» Work to complete: Lines with "impl" in the entries below: count them and reply with the number alone.

» Extracted records:
★ ★ ★ ★ ★ ★ ★

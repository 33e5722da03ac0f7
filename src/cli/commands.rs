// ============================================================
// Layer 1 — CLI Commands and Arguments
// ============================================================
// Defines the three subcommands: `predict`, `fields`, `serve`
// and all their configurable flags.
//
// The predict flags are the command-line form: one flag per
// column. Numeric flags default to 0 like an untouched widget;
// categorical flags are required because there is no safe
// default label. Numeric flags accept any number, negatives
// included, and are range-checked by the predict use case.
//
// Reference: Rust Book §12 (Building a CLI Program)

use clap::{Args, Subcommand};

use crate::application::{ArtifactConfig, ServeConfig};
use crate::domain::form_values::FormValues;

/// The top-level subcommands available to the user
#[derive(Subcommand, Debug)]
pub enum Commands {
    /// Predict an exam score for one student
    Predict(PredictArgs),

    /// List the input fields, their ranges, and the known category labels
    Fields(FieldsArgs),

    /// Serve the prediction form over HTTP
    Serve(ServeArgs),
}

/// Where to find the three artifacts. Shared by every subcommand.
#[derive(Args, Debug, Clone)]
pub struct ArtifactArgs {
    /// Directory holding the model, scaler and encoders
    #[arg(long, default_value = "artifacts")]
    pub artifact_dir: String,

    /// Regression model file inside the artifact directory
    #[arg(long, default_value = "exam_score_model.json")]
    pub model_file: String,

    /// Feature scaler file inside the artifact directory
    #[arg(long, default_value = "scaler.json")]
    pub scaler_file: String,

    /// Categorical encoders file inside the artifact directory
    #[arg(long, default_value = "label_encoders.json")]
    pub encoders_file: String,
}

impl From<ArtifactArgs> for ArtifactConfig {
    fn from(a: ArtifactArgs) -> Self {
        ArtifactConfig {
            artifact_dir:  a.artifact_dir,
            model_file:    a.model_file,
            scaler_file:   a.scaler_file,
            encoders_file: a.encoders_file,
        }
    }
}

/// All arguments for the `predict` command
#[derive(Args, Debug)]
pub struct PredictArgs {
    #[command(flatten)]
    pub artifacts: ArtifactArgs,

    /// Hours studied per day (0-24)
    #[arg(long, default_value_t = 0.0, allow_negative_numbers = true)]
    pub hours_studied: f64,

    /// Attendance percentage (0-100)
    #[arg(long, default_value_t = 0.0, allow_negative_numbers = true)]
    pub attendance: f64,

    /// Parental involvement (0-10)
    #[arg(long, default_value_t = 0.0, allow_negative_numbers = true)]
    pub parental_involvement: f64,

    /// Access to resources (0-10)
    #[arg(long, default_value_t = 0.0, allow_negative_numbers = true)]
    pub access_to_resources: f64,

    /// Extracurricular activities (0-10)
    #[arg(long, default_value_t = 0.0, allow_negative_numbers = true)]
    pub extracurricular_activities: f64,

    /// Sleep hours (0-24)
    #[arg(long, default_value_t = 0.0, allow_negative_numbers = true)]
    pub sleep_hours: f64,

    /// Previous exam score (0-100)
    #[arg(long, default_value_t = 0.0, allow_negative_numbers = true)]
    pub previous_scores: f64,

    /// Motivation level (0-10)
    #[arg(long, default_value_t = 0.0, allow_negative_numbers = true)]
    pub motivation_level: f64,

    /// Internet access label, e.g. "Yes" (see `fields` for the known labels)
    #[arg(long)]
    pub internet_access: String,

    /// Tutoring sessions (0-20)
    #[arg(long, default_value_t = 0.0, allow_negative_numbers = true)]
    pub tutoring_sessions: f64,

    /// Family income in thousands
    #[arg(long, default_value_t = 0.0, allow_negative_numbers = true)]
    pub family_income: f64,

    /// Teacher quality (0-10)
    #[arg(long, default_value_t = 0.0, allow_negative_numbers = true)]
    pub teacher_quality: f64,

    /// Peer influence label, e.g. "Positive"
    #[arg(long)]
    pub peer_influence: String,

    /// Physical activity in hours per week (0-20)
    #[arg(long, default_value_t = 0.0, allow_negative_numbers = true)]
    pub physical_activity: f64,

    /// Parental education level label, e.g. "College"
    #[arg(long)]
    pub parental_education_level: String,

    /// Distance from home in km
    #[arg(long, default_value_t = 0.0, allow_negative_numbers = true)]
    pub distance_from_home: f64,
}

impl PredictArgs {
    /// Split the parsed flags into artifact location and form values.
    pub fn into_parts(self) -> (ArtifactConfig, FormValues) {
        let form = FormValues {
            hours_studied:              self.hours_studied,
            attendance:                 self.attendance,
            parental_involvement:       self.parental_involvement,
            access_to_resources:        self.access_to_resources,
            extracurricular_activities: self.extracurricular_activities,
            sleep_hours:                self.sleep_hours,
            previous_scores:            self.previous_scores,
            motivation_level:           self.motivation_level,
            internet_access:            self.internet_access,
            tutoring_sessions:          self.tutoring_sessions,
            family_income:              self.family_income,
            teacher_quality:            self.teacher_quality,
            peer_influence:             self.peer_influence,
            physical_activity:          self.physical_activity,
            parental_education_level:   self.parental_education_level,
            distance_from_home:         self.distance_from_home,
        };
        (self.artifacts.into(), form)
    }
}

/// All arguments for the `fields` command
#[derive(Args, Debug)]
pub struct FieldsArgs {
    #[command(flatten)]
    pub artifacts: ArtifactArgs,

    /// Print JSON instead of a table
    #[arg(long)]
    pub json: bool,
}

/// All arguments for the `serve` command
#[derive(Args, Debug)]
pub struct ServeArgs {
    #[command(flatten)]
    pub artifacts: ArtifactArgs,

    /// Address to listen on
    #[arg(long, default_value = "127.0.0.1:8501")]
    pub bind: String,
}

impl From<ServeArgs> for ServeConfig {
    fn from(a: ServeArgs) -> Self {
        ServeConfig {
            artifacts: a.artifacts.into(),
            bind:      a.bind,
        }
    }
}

★ ★ ★ ★ ★ ★ ★

» Result of the exercise: 3